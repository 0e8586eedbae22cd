// In-memory conversation store
//
// Ordered, append-only log of the turns shown to the student. Only a full
// reset removes turns.

use chrono::{DateTime, Utc};

use crate::media::DecodedImage;
use crate::providers::{Message, Role};

/// What produced an assistant turn.
#[derive(Debug, Clone, Copy, PartialEq, Eq)]
pub enum TurnKind {
    /// The greeting inserted before any student input
    Welcome,
    /// Student input or a model reply
    Message,
    /// Apology or retry prompt standing in for a failed reply
    Notice,
}

/// One exchange unit.
#[derive(Debug, Clone, PartialEq)]
pub struct Turn {
    role: Role,
    kind: TurnKind,
    text: String,
    image: Option<DecodedImage>,
    created_at: DateTime<Utc>,
}

impl Turn {
    pub fn user(text: impl Into<String>, image: Option<DecodedImage>) -> Self {
        Self::new(Role::User, TurnKind::Message, text.into(), image)
    }

    pub fn assistant(text: impl Into<String>) -> Self {
        Self::new(Role::Assistant, TurnKind::Message, text.into(), None)
    }

    pub fn welcome(text: impl Into<String>) -> Self {
        Self::new(Role::Assistant, TurnKind::Welcome, text.into(), None)
    }

    pub fn notice(text: impl Into<String>) -> Self {
        Self::new(Role::Assistant, TurnKind::Notice, text.into(), None)
    }

    fn new(role: Role, kind: TurnKind, text: String, image: Option<DecodedImage>) -> Self {
        Self {
            role,
            kind,
            text,
            image,
            created_at: Utc::now(),
        }
    }

    pub fn role(&self) -> Role {
        self.role
    }

    pub fn kind(&self) -> TurnKind {
        self.kind
    }

    pub fn text(&self) -> &str {
        &self.text
    }

    pub fn image(&self) -> Option<&DecodedImage> {
        self.image.as_ref()
    }

    pub fn created_at(&self) -> DateTime<Utc> {
        self.created_at
    }

    pub fn is_notice(&self) -> bool {
        self.kind == TurnKind::Notice
    }
}

#[derive(Debug, Default, Clone)]
pub struct Conversation {
    turns: Vec<Turn>,
}

impl Conversation {
    pub fn new() -> Self {
        Self::default()
    }

    pub fn append(&mut self, turn: Turn) {
        self.turns.push(turn);
    }

    /// All turns in insertion order. Call again to start over.
    pub fn all(&self) -> std::slice::Iter<'_, Turn> {
        self.turns.iter()
    }

    pub fn reset(&mut self) {
        self.turns.clear();
    }

    pub fn len(&self) -> usize {
        self.turns.len()
    }

    pub fn is_empty(&self) -> bool {
        self.turns.is_empty()
    }

    pub fn last(&self) -> Option<&Turn> {
        self.turns.last()
    }

    pub fn user_turn_count(&self) -> usize {
        self.turns.iter().filter(|t| t.role == Role::User).count()
    }

    /// Text-only history of completed exchanges, for providers that keep no
    /// chat state.
    ///
    /// The welcome turn is left out, images are dropped, and an exchange
    /// whose reply failed is skipped entirely (question and notice), so the
    /// model only sees what it actually said. A trailing unanswered student
    /// turn is skipped too.
    pub fn replay_history(&self) -> Vec<Message> {
        let mut history = Vec::new();
        let mut turns = self.turns.iter().filter(|t| t.kind != TurnKind::Welcome).peekable();

        while let Some(turn) = turns.next() {
            match turn.role {
                Role::User => match turns.peek() {
                    Some(reply) if reply.role == Role::Assistant => {
                        if reply.kind == TurnKind::Message {
                            history.push(Message::user(turn.text.clone()));
                            history.push(Message::assistant(reply.text.clone()));
                        }
                        turns.next();
                    }
                    _ => {}
                },
                Role::Assistant => {}
            }
        }

        history
    }
}

#[cfg(test)]
mod tests {
    use super::*;

    #[test]
    fn test_append_preserves_order() {
        let mut conv = Conversation::new();
        conv.append(Turn::welcome("hola"));
        conv.append(Turn::user("2+2", None));
        conv.append(Turn::assistant("¿Qué intentaste?"));

        let texts: Vec<&str> = conv.all().map(|t| t.text()).collect();
        assert_eq!(texts, vec!["hola", "2+2", "¿Qué intentaste?"]);
        assert_eq!(conv.len(), 3);
        assert_eq!(conv.user_turn_count(), 1);
        assert_eq!(conv.last().unwrap().role(), Role::Assistant);
    }

    #[test]
    fn test_all_is_restartable() {
        let mut conv = Conversation::new();
        conv.append(Turn::user("a", None));
        conv.append(Turn::assistant("b"));
        assert_eq!(conv.all().count(), 2);
        assert_eq!(conv.all().count(), 2);
    }

    #[test]
    fn test_reset_is_idempotent() {
        let mut conv = Conversation::new();
        conv.append(Turn::welcome("hola"));
        conv.append(Turn::user("x", None));
        conv.reset();
        assert!(conv.is_empty());
        conv.reset();
        assert!(conv.is_empty());
        assert_eq!(conv.all().count(), 0);
    }

    #[test]
    fn test_replay_skips_welcome_and_failed_exchanges() {
        let mut conv = Conversation::new();
        conv.append(Turn::welcome("hola"));
        conv.append(Turn::user("¿cuánto es 3x = 9?", None));
        conv.append(Turn::assistant("¿Qué operación deshace la multiplicación?"));
        conv.append(Turn::user("dividir", None));
        conv.append(Turn::notice("Lo siento, algo salió mal."));
        conv.append(Turn::user("dividir entre 3", None));
        conv.append(Turn::assistant("¡Muy bien! 🎉"));
        conv.append(Turn::user("pendiente", None));

        let history = conv.replay_history();
        let texts: Vec<String> = history.iter().map(|m| m.text()).collect();
        assert_eq!(
            texts,
            vec![
                "¿cuánto es 3x = 9?",
                "¿Qué operación deshace la multiplicación?",
                "dividir entre 3",
                "¡Muy bien! 🎉",
            ]
        );
        assert_eq!(history[0].role, Role::User);
        assert_eq!(history[1].role, Role::Assistant);
    }

    #[test]
    fn test_replay_of_empty_conversation() {
        let mut conv = Conversation::new();
        assert!(conv.replay_history().is_empty());
        conv.append(Turn::welcome("hola"));
        assert!(conv.replay_history().is_empty());
    }

    #[test]
    fn test_notice_kind() {
        assert!(Turn::notice("x").is_notice());
        assert!(!Turn::assistant("x").is_notice());
        assert_eq!(Turn::welcome("x").kind(), TurnKind::Welcome);
    }
}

**********

» **Problem to work on**: What you give back should be exactly the lines of the data above from the line with "Some(reply) if reply.role" through the line with "turns.next();", both of those included, and nothing more.

» **Result for this task**:
                    Some(reply) if reply.role == Role::Assistant => {
                        if reply.kind == TurnKind::Message {
                            history.push(Message::user(turn.text.clone()));
                            history.push(Message::assistant(reply.text.clone()));
                        }
                        turns.next();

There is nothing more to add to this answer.